(EXERCISE BRIEF)
Count the lines in the records that hold the string "None". Only the number should be given.

(MATERIAL FOR THE TASK)
'''

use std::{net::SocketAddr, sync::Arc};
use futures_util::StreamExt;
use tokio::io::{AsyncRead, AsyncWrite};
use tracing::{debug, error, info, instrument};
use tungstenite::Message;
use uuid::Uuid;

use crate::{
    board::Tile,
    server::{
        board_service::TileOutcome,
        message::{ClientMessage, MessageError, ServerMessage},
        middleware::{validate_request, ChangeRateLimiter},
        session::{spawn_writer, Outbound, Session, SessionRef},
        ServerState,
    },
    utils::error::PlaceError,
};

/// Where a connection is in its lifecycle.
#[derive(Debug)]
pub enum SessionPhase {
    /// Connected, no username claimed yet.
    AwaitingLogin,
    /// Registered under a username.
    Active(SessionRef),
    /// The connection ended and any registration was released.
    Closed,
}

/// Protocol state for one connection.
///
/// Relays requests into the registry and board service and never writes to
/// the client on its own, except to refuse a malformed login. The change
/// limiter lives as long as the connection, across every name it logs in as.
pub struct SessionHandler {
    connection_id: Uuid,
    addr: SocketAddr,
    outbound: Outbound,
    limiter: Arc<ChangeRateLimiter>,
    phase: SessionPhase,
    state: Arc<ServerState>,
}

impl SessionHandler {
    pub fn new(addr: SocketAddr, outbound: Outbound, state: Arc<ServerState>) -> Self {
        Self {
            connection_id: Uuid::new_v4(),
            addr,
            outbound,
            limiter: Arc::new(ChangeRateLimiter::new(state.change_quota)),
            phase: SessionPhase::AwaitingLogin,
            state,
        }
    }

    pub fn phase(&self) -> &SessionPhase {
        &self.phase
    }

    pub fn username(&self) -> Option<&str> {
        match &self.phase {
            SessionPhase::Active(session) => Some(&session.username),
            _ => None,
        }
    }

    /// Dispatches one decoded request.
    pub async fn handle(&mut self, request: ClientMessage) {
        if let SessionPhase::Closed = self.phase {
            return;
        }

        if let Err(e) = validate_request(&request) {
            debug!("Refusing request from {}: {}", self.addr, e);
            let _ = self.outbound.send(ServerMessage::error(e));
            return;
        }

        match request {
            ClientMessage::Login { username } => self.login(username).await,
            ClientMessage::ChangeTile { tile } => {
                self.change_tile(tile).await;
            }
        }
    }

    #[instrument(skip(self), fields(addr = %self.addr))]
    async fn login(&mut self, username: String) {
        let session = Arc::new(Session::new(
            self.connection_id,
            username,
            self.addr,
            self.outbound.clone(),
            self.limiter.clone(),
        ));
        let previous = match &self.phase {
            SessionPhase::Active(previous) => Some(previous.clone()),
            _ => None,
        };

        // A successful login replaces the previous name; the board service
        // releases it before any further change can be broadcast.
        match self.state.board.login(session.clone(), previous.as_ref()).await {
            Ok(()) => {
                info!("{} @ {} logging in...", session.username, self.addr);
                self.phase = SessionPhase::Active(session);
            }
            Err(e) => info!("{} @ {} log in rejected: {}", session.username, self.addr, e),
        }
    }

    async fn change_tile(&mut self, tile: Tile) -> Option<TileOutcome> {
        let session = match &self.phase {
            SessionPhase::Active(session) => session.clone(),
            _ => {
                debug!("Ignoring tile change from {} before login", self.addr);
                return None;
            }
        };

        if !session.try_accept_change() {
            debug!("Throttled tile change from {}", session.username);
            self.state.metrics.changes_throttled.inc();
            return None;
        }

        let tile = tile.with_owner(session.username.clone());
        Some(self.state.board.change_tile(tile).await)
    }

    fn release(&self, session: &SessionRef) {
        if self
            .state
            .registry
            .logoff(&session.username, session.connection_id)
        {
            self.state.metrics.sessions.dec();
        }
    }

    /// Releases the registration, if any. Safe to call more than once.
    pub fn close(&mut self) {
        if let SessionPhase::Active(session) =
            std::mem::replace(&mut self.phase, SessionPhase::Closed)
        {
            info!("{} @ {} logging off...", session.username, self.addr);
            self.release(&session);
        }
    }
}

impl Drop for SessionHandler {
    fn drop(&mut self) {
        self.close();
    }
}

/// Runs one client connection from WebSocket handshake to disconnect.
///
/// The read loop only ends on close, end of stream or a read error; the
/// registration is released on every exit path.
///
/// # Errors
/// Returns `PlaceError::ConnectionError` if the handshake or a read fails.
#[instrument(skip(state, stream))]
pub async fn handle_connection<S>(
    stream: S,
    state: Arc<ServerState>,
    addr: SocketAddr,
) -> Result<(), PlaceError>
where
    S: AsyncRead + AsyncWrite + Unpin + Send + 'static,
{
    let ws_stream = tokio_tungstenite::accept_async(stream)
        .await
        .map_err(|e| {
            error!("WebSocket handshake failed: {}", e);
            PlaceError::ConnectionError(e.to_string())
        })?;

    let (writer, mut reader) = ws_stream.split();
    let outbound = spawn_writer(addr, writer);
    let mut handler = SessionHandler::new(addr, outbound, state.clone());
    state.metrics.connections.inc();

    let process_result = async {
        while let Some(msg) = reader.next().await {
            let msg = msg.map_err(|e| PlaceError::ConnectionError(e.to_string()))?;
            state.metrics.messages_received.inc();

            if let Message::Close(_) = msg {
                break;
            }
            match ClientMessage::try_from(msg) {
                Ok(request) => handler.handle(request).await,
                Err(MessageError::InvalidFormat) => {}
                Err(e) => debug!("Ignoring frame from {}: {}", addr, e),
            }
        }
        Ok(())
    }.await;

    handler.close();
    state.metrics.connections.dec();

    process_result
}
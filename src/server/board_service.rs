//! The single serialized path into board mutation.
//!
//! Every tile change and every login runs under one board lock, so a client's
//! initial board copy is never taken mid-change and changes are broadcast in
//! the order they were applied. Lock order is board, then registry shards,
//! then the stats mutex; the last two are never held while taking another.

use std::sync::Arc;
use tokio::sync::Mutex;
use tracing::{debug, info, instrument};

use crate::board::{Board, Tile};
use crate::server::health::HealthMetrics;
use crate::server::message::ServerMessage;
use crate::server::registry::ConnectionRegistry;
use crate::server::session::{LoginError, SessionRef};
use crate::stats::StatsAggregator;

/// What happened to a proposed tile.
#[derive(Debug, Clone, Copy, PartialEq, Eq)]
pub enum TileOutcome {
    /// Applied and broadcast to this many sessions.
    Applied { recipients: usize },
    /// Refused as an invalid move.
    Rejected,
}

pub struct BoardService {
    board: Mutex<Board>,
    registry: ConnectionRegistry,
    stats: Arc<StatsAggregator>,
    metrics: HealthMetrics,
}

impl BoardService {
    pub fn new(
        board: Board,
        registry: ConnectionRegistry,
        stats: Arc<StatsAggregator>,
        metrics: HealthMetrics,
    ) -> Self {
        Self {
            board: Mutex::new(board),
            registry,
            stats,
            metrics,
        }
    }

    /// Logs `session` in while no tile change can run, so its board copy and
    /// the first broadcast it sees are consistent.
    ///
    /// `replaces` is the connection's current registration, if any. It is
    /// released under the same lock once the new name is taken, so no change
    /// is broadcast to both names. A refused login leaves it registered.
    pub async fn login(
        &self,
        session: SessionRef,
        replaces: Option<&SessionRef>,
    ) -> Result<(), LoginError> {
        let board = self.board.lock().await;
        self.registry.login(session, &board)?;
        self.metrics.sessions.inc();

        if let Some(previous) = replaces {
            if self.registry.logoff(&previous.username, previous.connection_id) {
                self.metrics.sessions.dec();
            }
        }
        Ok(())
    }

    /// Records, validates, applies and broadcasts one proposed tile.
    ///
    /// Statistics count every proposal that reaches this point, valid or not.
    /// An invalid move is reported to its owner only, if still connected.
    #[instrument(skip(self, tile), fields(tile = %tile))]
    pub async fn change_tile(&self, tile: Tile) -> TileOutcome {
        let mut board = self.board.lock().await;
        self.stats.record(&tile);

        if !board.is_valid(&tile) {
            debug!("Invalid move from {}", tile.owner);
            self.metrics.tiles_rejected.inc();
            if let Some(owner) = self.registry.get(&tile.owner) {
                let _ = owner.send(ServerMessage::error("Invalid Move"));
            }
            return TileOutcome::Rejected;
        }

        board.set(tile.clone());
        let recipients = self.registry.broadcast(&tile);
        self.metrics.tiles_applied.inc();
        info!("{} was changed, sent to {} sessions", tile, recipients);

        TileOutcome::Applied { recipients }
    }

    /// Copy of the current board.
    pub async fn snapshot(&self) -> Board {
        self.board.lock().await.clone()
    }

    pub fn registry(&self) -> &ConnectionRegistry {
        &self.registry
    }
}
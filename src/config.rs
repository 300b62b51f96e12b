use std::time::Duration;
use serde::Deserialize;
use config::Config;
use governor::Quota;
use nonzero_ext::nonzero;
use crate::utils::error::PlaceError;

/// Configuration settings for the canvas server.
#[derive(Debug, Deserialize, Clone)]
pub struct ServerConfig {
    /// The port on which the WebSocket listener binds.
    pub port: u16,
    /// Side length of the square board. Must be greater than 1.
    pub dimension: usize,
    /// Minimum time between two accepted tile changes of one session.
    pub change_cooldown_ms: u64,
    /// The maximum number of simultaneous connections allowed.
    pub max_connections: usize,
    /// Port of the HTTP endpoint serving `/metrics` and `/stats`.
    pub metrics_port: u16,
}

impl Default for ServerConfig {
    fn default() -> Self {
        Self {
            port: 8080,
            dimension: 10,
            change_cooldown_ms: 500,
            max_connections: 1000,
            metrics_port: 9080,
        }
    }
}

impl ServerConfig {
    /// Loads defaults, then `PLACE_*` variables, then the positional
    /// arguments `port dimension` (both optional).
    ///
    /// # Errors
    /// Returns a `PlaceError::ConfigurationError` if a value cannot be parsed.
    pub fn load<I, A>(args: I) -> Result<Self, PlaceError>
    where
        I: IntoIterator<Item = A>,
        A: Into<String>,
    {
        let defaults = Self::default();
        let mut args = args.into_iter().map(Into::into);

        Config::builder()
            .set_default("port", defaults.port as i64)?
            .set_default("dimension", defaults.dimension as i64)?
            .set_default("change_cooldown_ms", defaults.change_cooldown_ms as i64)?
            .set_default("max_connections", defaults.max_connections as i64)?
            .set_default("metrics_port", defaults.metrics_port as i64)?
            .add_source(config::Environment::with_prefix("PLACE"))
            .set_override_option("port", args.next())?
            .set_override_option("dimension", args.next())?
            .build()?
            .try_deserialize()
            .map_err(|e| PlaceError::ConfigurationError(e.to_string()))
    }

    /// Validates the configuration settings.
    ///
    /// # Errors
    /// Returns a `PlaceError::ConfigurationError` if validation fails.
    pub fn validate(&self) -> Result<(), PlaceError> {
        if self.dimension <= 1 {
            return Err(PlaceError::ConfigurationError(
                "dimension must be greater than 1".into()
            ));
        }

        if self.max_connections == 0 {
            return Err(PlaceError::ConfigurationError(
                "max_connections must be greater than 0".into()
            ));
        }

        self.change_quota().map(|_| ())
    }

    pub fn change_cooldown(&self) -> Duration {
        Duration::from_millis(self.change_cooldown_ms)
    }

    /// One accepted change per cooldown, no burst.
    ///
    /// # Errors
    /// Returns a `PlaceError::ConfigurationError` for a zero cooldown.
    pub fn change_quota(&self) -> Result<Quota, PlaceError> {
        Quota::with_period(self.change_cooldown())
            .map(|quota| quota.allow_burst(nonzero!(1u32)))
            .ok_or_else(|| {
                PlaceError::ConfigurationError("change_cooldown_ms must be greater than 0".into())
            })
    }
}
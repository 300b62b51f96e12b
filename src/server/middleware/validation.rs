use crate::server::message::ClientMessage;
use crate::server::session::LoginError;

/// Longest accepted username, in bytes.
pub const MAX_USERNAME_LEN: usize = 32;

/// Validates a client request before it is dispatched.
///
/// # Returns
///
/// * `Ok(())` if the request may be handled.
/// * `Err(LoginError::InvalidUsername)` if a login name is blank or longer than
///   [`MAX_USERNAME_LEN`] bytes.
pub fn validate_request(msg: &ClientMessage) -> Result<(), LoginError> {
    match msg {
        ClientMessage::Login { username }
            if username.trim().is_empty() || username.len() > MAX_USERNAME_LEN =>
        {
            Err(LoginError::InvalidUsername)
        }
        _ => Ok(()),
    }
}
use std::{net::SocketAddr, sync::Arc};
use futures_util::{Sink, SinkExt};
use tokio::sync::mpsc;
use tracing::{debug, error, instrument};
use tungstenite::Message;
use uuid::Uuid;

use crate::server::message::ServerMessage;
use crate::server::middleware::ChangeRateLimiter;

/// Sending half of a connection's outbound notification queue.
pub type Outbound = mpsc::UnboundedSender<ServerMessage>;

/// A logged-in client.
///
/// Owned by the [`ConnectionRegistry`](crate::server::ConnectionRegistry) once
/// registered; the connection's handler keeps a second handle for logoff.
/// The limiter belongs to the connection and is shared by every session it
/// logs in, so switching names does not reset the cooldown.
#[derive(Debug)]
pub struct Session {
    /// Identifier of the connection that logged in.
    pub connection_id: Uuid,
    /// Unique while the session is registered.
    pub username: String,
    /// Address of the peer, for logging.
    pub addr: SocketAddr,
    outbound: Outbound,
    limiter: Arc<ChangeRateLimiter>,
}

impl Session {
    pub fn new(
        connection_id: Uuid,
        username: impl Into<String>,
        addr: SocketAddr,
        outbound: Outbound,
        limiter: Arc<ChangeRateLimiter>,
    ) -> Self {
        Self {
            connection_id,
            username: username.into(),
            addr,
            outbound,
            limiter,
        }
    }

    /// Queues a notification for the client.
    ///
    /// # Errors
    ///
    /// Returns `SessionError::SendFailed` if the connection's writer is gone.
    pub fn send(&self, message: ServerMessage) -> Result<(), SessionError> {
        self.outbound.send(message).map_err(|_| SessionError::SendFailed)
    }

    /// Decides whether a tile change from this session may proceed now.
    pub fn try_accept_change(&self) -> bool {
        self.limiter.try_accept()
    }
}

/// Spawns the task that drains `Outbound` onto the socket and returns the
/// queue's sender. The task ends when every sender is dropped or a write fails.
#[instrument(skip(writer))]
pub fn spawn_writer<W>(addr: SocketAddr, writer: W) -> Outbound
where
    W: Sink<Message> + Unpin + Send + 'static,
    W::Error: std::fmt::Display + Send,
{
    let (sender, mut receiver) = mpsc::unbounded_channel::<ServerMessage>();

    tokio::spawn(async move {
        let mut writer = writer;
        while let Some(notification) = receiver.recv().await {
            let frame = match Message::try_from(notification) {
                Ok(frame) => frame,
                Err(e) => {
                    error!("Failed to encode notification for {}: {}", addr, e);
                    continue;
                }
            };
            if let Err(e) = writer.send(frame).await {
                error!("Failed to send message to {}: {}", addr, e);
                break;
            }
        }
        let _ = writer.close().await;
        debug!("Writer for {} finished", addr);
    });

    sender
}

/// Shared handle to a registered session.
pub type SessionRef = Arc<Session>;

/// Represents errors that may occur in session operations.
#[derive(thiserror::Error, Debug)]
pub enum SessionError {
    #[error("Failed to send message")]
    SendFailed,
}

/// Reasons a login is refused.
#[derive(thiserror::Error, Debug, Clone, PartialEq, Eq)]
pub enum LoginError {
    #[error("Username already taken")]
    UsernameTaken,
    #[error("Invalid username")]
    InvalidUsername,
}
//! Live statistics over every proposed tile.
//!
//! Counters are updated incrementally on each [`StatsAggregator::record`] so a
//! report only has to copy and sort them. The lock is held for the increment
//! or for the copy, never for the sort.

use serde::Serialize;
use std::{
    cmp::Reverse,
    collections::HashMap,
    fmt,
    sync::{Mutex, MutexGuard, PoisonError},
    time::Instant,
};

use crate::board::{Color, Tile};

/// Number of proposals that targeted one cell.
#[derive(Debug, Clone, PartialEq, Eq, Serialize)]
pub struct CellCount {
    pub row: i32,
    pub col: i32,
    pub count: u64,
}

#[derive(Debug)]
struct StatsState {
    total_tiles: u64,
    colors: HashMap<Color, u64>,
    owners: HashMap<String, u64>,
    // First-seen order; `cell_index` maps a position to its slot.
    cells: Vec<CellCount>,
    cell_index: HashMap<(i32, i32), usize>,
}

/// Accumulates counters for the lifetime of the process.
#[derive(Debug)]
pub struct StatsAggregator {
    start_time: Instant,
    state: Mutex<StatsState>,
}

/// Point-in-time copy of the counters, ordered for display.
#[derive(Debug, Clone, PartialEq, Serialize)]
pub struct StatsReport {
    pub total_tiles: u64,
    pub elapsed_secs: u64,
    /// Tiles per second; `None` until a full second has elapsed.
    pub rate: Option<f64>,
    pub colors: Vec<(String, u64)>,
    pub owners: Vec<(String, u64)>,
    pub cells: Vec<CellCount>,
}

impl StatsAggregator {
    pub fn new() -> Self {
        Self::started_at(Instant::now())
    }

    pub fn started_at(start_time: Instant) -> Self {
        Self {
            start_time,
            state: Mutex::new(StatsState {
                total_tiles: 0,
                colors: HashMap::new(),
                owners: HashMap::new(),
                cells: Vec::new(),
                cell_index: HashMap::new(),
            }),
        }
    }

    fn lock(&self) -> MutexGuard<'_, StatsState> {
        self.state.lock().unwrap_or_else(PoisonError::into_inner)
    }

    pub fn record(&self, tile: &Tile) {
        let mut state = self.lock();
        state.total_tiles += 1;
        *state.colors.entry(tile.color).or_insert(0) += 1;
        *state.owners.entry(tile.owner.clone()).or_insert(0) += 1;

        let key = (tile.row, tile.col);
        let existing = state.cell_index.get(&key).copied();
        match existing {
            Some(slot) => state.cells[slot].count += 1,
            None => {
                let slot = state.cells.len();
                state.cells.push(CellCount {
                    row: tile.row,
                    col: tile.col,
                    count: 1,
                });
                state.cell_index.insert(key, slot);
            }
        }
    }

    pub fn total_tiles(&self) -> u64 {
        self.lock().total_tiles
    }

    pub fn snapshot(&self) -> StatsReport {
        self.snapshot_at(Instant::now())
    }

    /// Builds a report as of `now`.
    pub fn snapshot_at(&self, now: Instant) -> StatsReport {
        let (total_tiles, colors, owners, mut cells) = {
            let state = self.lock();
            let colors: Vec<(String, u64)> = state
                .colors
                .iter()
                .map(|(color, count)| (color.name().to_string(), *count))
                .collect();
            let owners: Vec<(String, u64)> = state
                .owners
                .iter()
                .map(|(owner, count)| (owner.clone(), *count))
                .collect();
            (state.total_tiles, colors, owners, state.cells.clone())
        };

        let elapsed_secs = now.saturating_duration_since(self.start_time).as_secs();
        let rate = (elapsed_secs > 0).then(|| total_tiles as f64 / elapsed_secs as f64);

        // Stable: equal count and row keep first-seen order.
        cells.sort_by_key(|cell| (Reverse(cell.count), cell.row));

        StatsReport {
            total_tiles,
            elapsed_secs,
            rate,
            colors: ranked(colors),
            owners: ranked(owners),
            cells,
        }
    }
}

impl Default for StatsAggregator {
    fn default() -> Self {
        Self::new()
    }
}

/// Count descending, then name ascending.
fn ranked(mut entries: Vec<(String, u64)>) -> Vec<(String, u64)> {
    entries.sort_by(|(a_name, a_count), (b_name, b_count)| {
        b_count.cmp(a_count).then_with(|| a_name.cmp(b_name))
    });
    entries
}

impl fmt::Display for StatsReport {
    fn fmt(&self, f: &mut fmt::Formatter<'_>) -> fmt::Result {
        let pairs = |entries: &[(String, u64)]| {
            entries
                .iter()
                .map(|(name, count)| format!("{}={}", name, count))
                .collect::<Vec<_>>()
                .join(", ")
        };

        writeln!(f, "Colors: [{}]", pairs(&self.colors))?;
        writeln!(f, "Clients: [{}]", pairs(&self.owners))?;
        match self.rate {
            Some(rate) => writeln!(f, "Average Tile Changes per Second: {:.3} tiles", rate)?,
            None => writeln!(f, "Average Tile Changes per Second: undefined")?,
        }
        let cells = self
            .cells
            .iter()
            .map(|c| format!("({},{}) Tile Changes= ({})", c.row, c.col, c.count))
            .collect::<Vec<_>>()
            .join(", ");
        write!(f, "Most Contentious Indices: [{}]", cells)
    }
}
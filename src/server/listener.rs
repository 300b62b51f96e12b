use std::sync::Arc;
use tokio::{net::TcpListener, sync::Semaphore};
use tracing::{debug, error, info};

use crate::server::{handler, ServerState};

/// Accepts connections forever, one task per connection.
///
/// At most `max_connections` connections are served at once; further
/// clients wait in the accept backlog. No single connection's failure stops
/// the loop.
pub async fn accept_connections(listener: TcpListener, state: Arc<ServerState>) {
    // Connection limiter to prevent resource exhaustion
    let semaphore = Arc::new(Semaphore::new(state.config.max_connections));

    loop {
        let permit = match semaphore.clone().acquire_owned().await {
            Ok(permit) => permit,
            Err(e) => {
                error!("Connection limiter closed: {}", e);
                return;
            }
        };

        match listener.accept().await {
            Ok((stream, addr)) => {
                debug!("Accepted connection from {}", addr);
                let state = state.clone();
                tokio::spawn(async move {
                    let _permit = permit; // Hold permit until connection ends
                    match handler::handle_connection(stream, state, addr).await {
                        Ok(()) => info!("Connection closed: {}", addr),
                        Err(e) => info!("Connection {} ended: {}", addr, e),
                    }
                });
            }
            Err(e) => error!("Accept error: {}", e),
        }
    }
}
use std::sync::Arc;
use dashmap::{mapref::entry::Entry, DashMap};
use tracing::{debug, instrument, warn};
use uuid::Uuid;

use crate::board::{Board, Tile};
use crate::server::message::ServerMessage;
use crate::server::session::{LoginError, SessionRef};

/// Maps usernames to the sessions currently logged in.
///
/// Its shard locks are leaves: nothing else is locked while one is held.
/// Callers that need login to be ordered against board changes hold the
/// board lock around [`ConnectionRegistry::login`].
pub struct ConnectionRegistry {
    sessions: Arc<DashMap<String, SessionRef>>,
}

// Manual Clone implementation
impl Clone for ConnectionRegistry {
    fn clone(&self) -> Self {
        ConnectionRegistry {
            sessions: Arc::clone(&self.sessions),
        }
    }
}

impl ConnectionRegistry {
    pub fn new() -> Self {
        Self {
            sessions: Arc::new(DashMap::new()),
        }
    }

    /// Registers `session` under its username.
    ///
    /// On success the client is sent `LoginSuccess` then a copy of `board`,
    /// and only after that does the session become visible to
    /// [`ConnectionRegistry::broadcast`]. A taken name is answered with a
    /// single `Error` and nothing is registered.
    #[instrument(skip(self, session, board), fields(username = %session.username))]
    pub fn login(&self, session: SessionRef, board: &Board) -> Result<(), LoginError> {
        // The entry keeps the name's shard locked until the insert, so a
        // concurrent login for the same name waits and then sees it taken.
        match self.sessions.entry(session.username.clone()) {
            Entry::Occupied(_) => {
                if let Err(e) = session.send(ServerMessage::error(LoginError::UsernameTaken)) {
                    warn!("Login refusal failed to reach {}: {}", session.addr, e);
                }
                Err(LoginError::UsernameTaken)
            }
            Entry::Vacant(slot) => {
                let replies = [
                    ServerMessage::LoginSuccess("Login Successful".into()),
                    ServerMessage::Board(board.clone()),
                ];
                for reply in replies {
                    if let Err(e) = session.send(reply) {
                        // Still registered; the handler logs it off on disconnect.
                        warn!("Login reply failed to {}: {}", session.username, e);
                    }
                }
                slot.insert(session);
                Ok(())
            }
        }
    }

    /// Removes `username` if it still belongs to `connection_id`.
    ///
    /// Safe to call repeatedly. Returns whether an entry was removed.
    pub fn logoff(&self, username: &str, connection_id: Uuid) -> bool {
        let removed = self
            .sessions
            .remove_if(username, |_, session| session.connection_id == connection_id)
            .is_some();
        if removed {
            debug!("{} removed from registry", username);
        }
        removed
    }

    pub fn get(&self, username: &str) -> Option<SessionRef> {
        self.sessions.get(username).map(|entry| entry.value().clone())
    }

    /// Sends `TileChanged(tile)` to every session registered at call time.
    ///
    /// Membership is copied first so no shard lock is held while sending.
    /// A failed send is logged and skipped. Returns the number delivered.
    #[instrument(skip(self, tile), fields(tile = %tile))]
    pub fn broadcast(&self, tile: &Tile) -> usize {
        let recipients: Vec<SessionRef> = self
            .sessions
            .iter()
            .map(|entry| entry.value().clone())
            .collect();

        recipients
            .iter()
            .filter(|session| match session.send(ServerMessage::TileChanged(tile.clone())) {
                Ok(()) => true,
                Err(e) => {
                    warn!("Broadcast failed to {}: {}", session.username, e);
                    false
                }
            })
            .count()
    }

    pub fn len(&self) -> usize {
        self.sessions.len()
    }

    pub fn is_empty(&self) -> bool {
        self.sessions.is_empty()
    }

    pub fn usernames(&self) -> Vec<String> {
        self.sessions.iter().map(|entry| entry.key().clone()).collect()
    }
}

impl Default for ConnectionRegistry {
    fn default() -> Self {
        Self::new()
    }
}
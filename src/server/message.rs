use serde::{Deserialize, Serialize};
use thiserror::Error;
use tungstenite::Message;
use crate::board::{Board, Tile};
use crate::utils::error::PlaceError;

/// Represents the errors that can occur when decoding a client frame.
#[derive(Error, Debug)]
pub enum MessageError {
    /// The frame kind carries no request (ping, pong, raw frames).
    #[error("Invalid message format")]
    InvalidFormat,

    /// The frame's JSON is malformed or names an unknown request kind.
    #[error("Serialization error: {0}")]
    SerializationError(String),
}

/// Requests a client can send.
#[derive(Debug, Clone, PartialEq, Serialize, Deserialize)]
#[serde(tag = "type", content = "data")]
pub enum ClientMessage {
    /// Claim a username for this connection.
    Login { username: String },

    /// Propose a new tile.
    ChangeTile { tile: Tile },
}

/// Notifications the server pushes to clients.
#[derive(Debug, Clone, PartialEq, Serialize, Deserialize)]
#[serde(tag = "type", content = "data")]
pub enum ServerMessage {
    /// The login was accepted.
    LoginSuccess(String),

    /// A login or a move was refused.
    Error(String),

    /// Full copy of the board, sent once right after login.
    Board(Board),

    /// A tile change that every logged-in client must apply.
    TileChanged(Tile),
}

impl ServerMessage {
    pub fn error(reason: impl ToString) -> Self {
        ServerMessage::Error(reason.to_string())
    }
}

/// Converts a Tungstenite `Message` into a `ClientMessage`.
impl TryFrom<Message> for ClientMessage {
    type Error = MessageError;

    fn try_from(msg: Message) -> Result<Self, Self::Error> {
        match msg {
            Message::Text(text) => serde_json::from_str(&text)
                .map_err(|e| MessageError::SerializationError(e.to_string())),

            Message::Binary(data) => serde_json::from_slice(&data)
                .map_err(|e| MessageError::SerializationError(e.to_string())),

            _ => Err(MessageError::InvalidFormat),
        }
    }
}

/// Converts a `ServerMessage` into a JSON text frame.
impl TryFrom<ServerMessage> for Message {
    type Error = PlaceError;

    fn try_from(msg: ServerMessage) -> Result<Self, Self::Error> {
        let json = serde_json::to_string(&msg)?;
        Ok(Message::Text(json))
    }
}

'''

(OUTPUT OF THE TASK)
7